Task brief: From the records below, set down exactly the lines starting with the line that contains "pub fn load_from_file(path: &str)" and going on through the line that contains "Defaults overridden by". Nothing else is wanted.

*** Opening Records for this exercise ***

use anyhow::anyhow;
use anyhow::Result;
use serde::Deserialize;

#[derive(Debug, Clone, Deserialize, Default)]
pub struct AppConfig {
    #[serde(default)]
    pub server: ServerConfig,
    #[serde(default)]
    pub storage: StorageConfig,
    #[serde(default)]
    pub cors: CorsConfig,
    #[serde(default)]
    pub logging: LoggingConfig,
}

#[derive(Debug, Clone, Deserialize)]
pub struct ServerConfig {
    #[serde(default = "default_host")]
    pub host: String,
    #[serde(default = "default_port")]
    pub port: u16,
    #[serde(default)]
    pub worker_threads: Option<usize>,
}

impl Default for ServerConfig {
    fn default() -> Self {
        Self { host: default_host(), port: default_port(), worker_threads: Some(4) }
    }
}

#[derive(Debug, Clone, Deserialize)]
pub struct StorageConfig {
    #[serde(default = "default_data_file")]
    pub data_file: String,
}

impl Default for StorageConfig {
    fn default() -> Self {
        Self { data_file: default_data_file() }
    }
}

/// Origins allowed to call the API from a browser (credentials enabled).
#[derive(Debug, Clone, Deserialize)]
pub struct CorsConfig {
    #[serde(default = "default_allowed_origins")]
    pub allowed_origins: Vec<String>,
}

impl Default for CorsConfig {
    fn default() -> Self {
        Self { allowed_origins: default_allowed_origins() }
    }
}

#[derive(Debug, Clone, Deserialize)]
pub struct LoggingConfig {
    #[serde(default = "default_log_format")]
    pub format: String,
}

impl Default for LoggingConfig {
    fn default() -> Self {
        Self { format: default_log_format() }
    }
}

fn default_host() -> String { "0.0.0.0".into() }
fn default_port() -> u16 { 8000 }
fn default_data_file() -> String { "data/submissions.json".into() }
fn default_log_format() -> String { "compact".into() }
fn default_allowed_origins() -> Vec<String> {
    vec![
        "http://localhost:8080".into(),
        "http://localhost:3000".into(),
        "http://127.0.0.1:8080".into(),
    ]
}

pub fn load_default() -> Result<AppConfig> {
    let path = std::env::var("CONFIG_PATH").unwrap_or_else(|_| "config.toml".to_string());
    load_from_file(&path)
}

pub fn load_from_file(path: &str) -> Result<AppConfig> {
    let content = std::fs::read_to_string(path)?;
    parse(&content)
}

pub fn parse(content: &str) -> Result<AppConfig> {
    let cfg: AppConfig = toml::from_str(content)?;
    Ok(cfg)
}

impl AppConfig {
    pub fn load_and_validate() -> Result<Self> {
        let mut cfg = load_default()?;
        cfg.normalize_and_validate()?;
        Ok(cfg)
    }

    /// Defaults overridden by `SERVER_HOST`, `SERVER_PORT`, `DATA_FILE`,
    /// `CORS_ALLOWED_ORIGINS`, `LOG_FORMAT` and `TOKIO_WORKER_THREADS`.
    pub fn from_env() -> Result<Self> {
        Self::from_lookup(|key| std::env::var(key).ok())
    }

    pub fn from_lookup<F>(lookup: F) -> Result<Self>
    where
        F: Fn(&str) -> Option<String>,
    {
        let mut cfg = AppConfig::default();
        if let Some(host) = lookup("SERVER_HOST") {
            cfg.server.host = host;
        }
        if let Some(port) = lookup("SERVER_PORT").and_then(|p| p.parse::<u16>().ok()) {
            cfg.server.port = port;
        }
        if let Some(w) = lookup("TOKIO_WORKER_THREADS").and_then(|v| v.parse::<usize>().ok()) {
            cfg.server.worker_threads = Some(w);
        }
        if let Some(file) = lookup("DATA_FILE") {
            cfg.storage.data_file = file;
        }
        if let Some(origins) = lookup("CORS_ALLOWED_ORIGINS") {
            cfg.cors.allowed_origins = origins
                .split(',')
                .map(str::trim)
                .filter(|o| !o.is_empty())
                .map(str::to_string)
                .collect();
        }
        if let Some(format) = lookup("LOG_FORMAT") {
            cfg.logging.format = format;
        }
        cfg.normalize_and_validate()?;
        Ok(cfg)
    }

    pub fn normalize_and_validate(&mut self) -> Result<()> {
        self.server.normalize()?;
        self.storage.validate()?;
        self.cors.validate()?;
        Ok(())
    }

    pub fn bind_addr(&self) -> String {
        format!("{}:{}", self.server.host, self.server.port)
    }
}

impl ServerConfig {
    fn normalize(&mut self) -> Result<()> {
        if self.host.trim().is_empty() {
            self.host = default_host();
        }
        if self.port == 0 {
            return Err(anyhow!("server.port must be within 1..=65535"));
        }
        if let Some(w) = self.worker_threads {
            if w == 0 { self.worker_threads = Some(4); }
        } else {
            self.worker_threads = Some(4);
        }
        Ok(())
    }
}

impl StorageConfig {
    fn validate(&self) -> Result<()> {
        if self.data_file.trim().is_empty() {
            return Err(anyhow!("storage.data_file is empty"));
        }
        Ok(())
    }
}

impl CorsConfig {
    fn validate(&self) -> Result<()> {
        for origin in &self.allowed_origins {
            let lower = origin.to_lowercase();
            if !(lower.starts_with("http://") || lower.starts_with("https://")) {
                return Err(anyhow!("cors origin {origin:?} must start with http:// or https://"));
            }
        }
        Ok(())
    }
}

*** Closing Records for this exercise ***
*** Opening Records for this exercise ***

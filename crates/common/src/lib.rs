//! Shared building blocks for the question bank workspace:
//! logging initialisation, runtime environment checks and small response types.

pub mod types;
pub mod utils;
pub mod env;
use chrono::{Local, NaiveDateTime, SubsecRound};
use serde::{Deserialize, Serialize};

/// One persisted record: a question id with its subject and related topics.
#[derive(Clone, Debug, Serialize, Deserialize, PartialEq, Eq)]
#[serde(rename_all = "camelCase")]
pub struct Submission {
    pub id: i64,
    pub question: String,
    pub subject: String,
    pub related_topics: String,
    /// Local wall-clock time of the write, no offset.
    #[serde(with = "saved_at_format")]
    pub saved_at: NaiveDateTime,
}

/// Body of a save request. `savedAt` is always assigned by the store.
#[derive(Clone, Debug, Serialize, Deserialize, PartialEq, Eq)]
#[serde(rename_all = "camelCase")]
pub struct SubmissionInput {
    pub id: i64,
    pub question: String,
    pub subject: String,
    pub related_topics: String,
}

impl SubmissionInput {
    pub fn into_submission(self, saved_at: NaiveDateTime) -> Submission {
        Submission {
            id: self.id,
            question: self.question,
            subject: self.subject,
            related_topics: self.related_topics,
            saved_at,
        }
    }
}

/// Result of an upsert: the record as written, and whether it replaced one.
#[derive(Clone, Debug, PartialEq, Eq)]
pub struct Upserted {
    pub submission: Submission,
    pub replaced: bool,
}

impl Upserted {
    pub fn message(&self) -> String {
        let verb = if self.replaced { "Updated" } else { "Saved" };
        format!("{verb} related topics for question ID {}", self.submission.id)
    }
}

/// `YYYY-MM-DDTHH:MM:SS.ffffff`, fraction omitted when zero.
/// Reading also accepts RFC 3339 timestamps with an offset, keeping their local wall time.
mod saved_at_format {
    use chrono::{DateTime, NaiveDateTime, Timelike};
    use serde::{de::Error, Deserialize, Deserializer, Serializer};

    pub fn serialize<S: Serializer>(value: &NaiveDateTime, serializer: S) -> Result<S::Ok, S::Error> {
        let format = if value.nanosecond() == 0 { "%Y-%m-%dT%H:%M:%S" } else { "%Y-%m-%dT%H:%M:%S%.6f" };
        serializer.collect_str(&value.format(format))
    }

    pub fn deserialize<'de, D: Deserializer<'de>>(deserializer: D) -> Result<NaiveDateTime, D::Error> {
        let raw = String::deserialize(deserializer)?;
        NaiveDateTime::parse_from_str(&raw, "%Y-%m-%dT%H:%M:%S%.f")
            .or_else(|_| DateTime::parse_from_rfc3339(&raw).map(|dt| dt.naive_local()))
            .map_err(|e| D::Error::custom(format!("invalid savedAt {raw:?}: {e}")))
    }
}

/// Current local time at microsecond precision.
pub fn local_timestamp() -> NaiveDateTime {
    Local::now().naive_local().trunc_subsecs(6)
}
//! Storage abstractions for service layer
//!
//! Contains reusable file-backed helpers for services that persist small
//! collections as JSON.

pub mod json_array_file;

*** Closing Records for this exercise ***

The completed task:
pub fn load_from_file(path: &str) -> Result<AppConfig> {
    let content = std::fs::read_to_string(path)?;
    parse(&content)
}

pub fn parse(content: &str) -> Result<AppConfig> {
    let cfg: AppConfig = toml::from_str(content)?;
    Ok(cfg)
}

impl AppConfig {
    pub fn load_and_validate() -> Result<Self> {
        let mut cfg = load_default()?;
        cfg.normalize_and_validate()?;
        Ok(cfg)
    }

    /// Defaults overridden by `SERVER_HOST`, `SERVER_PORT`, `DATA_FILE`,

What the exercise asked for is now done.